Work to complete: Once you reach the line containing "until it closes" in the data below, restate each line word for word up to and including the one containing "use std::fs;".

[Dataset entries]
---

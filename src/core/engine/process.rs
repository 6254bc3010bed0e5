//! Child process implementation of the engine launcher.

use super::{
    CancellationToken, EngineCompletion, EngineInvocation, EngineLauncher, OUTPUT_TAIL,
    PROJECT_ENV, SETTINGS_ENV,
};
use crate::error::EngineError;
use crate::events::{EngineEvent, Event, EventSender};
use crossbeam_channel::{unbounded, RecvTimeoutError, Sender};
use std::collections::VecDeque;
use std::io::{BufRead, BufReader, Read};
use std::path::PathBuf;
use std::process::{Child, Command, ExitStatus, Stdio};
use std::thread::{self, JoinHandle};
use std::time::{Duration, Instant};
use tracing::{debug, info, warn};

/// How often a quiet engine is checked for timeout or cancellation
const POLL_INTERVAL: Duration = Duration::from_millis(100);

/// Configuration for launching the engine
#[derive(Debug, Clone, PartialEq, Eq)]
pub struct EngineConfig {
    /// Executable to run
    pub program: PathBuf,
    /// Arguments passed before anything else
    pub args: Vec<String>,
    /// Give up and stop the engine after this long (None = wait forever)
    pub timeout: Option<Duration>,
}

impl EngineConfig {
    pub fn new(program: impl Into<PathBuf>) -> Self {
        Self {
            program: program.into(),
            args: Vec::new(),
            timeout: None,
        }
    }

    pub fn args<I, S>(mut self, args: I) -> Self
    where
        I: IntoIterator<Item = S>,
        S: Into<String>,
    {
        self.args = args.into_iter().map(Into::into).collect();
        self
    }

    pub fn timeout(mut self, timeout: Option<Duration>) -> Self {
        self.timeout = timeout;
        self
    }
}

/// Runs the engine as a child process
pub struct ProcessEngine {
    config: EngineConfig,
    cancel: CancellationToken,
}

impl ProcessEngine {
    pub fn new(config: EngineConfig) -> Self {
        Self {
            config,
            cancel: CancellationToken::new(),
        }
    }

    /// Use a token shared with whoever may want to stop the run
    pub fn with_cancellation(mut self, cancel: CancellationToken) -> Self {
        self.cancel = cancel;
        self
    }

    fn name(&self) -> String {
        self.config
            .program
            .file_name()
            .map(|n| n.to_string_lossy().into_owned())
            .unwrap_or_else(|| self.config.program.display().to_string())
    }

    /// Why the run has to stop now, if it does
    fn interruption(&self, started: Instant) -> Option<EngineError> {
        if self.cancel.is_cancelled() {
            return Some(EngineError::Cancelled);
        }
        match self.config.timeout {
            Some(after) if started.elapsed() >= after => Some(EngineError::TimedOut { after }),
            _ => None,
        }
    }

    fn stop(&self, child: &mut Child, reason: &EngineError) {
        warn!(engine = %self.name(), pid = child.id(), %reason, "Stopping engine");
        kill_process_tree(child);
        let _ = child.wait();
    }
}

impl EngineLauncher for ProcessEngine {
    fn launch(
        &self,
        invocation: &EngineInvocation,
        events: &EventSender,
    ) -> Result<EngineCompletion, EngineError> {
        let engine = self.name();

        let mut command = Command::new(&self.config.program);
        command
            .args(&self.config.args)
            .current_dir(&invocation.project_path)
            .env(PROJECT_ENV, &invocation.project_path)
            .stdin(Stdio::null())
            .stdout(Stdio::piped())
            .stderr(Stdio::piped());
        #[cfg(unix)]
        {
            use std::os::unix::process::CommandExt;
            command.process_group(0);
        }
        match &invocation.overrides_path {
            Some(path) => {
                debug!(path = %path.display(), "Override settings file");
                command.env(SETTINGS_ENV, path);
            }
            None => {
                command.env_remove(SETTINGS_ENV);
            }
        }

        info!(engine = %engine, project = %invocation.project_path.display(), "Starting engine");
        let mut child = command.spawn().map_err(|source| EngineError::Launch {
            program: self.config.program.clone(),
            source,
        })?;
        events.send(Event::Engine(EngineEvent::Started {
            program: self.config.program.clone(),
            project: invocation.project_path.clone(),
        }));

        let started = Instant::now();
        let (line_tx, line_rx) = unbounded();
        let mut readers = Vec::new();
        if let Some(stdout) = child.stdout.take() {
            readers.push(spawn_reader(stdout, line_tx.clone()));
        }
        if let Some(stderr) = child.stderr.take() {
            readers.push(spawn_reader(stderr, line_tx.clone()));
        }
        drop(line_tx);

        // Drain until both streams close, checking for a stop in between
        let mut tail = VecDeque::with_capacity(OUTPUT_TAIL);
        loop {
            match line_rx.recv_timeout(POLL_INTERVAL) {
                Ok(line) => {
                    debug!(engine = %engine, "{}", line);
                    events.send(Event::Engine(EngineEvent::Output { line: line.clone() }));
                    if tail.len() == OUTPUT_TAIL {
                        tail.pop_front();
                    }
                    tail.push_back(line);
                }
                Err(RecvTimeoutError::Timeout) => {}
                Err(RecvTimeoutError::Disconnected) => break,
            }
            if let Some(reason) = self.interruption(started) {
                self.stop(&mut child, &reason);
                return Err(reason);
            }
        }
        for reader in readers {
            let _ = reader.join();
        }

        // Output is closed; the process is exiting or has detached its streams
        let status = loop {
            if let Some(status) = child.try_wait().map_err(EngineError::Wait)? {
                break status;
            }
            if let Some(reason) = self.interruption(started) {
                self.stop(&mut child, &reason);
                return Err(reason);
            }
            thread::sleep(POLL_INTERVAL);
        };

        let exit_code = exit_code(status);
        info!(engine = %engine, exit_code, elapsed = ?started.elapsed(), "Engine finished");
        events.send(Event::Engine(EngineEvent::Finished { exit_code }));

        Ok(EngineCompletion {
            exit_code,
            tail: tail.into(),
        })
    }
}

/// Forward every line of `stream` until it closes
fn spawn_reader<R: Read + Send + 'static>(stream: R, lines: Sender<String>) -> JoinHandle<()> {
    thread::spawn(move || {
        let mut reader = BufReader::new(stream);
        let mut buf = Vec::new();
        loop {
            buf.clear();
            match reader.read_until(b'\n', &mut buf) {
                Ok(0) => break,
                Ok(_) => {
                    let line = String::from_utf8_lossy(&buf).trim_end().to_string();
                    if lines.send(line).is_err() {
                        break;
                    }
                }
                Err(e) => {
                    debug!(error = %e, "Ignoring engine output error");
                    break;
                }
            }
        }
    })
}

/// Kill the engine and every process in its group
#[cfg(unix)]
fn kill_process_tree(child: &mut Child) {
    let Ok(pid) = libc::pid_t::try_from(child.id()) else {
        let _ = child.kill();
        return;
    };
    // SAFETY: kill(2) takes no pointers; a negative pid addresses the group
    // the engine was spawned into
    if unsafe { libc::kill(-pid, libc::SIGKILL) } != 0 {
        let _ = child.kill();
    }
}

#[cfg(not(unix))]
fn kill_process_tree(child: &mut Child) {
    let _ = child.kill();
}

fn exit_code(status: ExitStatus) -> i32 {
    if let Some(code) = status.code() {
        return code;
    }
    #[cfg(unix)]
    {
        use std::os::unix::process::ExitStatusExt;
        if let Some(signal) = status.signal() {
            return -signal;
        }
    }
    -1
}

#[cfg(all(test, unix))]
mod tests {
    use super::*;
    use crate::events::{null_sender, EventChannel};
    use std::fs;
    use tempfile::TempDir;

    /// Run a shell snippet as the engine
    fn shell_engine(dir: &TempDir, script: &str) -> EngineConfig {
        let path = dir.path().join("engine.sh");
        fs::write(&path, script).unwrap();
        EngineConfig::new("/bin/sh").args([path.display().to_string()])
    }

    fn invocation(dir: &TempDir) -> EngineInvocation {
        EngineInvocation {
            project_path: dir.path().to_path_buf(),
            overrides_path: None,
        }
    }

    #[test]
    fn exit_code_and_output_are_captured() {
        let dir = TempDir::new().unwrap();
        let config = shell_engine(&dir, "echo starting\necho oops >&2\nexit 3\n");

        let done = ProcessEngine::new(config)
            .launch(&invocation(&dir), &null_sender())
            .unwrap();

        assert_eq!(done.exit_code, 3);
        assert!(done.tail.contains(&"starting".to_string()));
        assert!(done.tail.contains(&"oops".to_string()));
    }

    #[test]
    fn environment_carries_project_and_settings() {
        let dir = TempDir::new().unwrap();
        let config = shell_engine(&dir, "echo \"project=$ODM_PROJECT\"\necho \"settings=$ODM_SETTINGS\"\npwd\n");
        let settings = dir.path().join("odm_overrides.yaml");

        let done = ProcessEngine::new(config)
            .launch(
                &EngineInvocation {
                    project_path: dir.path().to_path_buf(),
                    overrides_path: Some(settings.clone()),
                },
                &null_sender(),
            )
            .unwrap();

        assert!(done.tail.contains(&format!("project={}", dir.path().display())));
        assert!(done.tail.contains(&format!("settings={}", settings.display())));
    }

    #[test]
    fn settings_variable_is_unset_without_overrides() {
        let dir = TempDir::new().unwrap();
        let config = shell_engine(&dir, "echo \"settings=${ODM_SETTINGS-unset}\"\n");

        let done = ProcessEngine::new(config)
            .launch(&invocation(&dir), &null_sender())
            .unwrap();

        assert_eq!(done.tail, vec!["settings=unset".to_string()]);
    }

    #[test]
    fn large_output_keeps_only_the_tail() {
        let dir = TempDir::new().unwrap();
        let config = shell_engine(
            &dir,
            "i=0\nwhile [ $i -lt 5000 ]; do echo \"line $i with some padding to fill the pipe\"; i=$((i+1)); done\n",
        );

        let done = ProcessEngine::new(config)
            .launch(&invocation(&dir), &null_sender())
            .unwrap();

        assert_eq!(done.exit_code, 0);
        assert_eq!(done.tail.len(), OUTPUT_TAIL);
        assert_eq!(
            done.tail.last().map(String::as_str),
            Some("line 4999 with some padding to fill the pipe")
        );
        assert_eq!(
            done.tail.first().map(String::as_str),
            Some("line 4950 with some padding to fill the pipe")
        );
    }

    #[test]
    fn missing_executable_is_a_launch_error() {
        let dir = TempDir::new().unwrap();
        let config = EngineConfig::new(dir.path().join("no-such-engine"));

        let err = ProcessEngine::new(config)
            .launch(&invocation(&dir), &null_sender())
            .unwrap_err();

        assert!(matches!(err, EngineError::Launch { .. }));
    }

    #[test]
    fn timeout_stops_the_engine() {
        let dir = TempDir::new().unwrap();
        let config = shell_engine(&dir, "echo waiting\nsleep 30\n")
            .timeout(Some(Duration::from_millis(300)));

        let started = Instant::now();
        let err = ProcessEngine::new(config)
            .launch(&invocation(&dir), &null_sender())
            .unwrap_err();

        assert!(matches!(err, EngineError::TimedOut { .. }));
        assert!(started.elapsed() < Duration::from_secs(10));
    }

    /// Whether `pid` is a live (not zombie) process
    #[cfg(target_os = "linux")]
    fn is_running(pid: &str) -> bool {
        match fs::read_to_string(format!("/proc/{}/stat", pid)) {
            Ok(stat) => stat
                .rsplit(')')
                .next()
                .map_or(false, |rest| !rest.trim_start().starts_with('Z')),
            Err(_) => false,
        }
    }

    #[cfg(target_os = "linux")]
    #[test]
    fn timeout_stops_processes_the_engine_started() {
        let dir = TempDir::new().unwrap();
        let config = shell_engine(&dir, "sleep 30 &\necho $! > worker.pid\nwait\n")
            .timeout(Some(Duration::from_millis(500)));

        let err = ProcessEngine::new(config)
            .launch(&invocation(&dir), &null_sender())
            .unwrap_err();
        assert!(matches!(err, EngineError::TimedOut { .. }));

        let pid = fs::read_to_string(dir.path().join("worker.pid")).unwrap();
        let pid = pid.trim();
        let deadline = Instant::now() + Duration::from_secs(5);
        while is_running(pid) && Instant::now() < deadline {
            thread::sleep(Duration::from_millis(50));
        }
        assert!(!is_running(pid), "process {} outlived the engine", pid);
    }

    #[test]
    fn cancelled_token_stops_the_engine() {
        let dir = TempDir::new().unwrap();
        let config = shell_engine(&dir, "sleep 30\n");
        let token = CancellationToken::new();
        token.cancel();

        let err = ProcessEngine::new(config)
            .with_cancellation(token)
            .launch(&invocation(&dir), &null_sender())
            .unwrap_err();

        assert!(matches!(err, EngineError::Cancelled));
    }

    #[test]
    fn output_is_streamed_as_events() {
        let dir = TempDir::new().unwrap();
        let config = shell_engine(&dir, "echo one\necho two\n");
        let (sender, receiver) = EventChannel::new();

        ProcessEngine::new(config)
            .launch(&invocation(&dir), &sender)
            .unwrap();
        drop(sender);

        let lines: Vec<String> = receiver
            .iter()
            .filter_map(|event| match event {
                Event::Engine(EngineEvent::Output { line }) => Some(line),
                _ => None,
            })
            .collect();
        assert_eq!(lines, vec!["one".to_string(), "two".to_string()]);
    }
}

---

Finished task:
/// Forward every line of `stream` until it closes
fn spawn_reader<R: Read + Send + 'static>(stream: R, lines: Sender<String>) -> JoinHandle<()> {
    thread::spawn(move || {
        let mut reader = BufReader::new(stream);
        let mut buf = Vec::new();
        loop {
            buf.clear();
            match reader.read_until(b'\n', &mut buf) {
                Ok(0) => break,
                Ok(_) => {
                    let line = String::from_utf8_lossy(&buf).trim_end().to_string();
                    if lines.send(line).is_err() {
                        break;
                    }
                }
                Err(e) => {
                    debug!(error = %e, "Ignoring engine output error");
                    break;
                }
            }
        }
    })
}

/// Kill the engine and every process in its group
#[cfg(unix)]
fn kill_process_tree(child: &mut Child) {
    let Ok(pid) = libc::pid_t::try_from(child.id()) else {
        let _ = child.kill();
        return;
    };
    // SAFETY: kill(2) takes no pointers; a negative pid addresses the group
    // the engine was spawned into
    if unsafe { libc::kill(-pid, libc::SIGKILL) } != 0 {
        let _ = child.kill();
    }
}

#[cfg(not(unix))]
fn kill_process_tree(child: &mut Child) {
    let _ = child.kill();
}

fn exit_code(status: ExitStatus) -> i32 {
    if let Some(code) = status.code() {
        return code;
    }
    #[cfg(unix)]
    {
        use std::os::unix::process::ExitStatusExt;
        if let Some(signal) = status.signal() {
            return -signal;
        }
    }
    -1
}

#[cfg(all(test, unix))]
mod tests {
    use super::*;
    use crate::events::{null_sender, EventChannel};
    use std::fs;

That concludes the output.